Required action:
Transcribe only what runs from the line including "storage key names" through the last line of the entries, exactly as it appears.

Data to use:
//! Configuration types for the withdrawal monitor.
//!
//! This crate provides:
//! - Merchant API endpoints and the QR image provider
//! - Polling and pagination parameters
//! - Durable storage key names

pub mod merchant;

pub use merchant::{
    ConfigError, MerchantConfig, MerchantConfigBuilder, DEFAULT_API_BASE, DEFAULT_QR_PROVIDER,
};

Answer box:
//! - Durable storage key names

pub mod merchant;

pub use merchant::{
    ConfigError, MerchantConfig, MerchantConfigBuilder, DEFAULT_API_BASE, DEFAULT_QR_PROVIDER,
};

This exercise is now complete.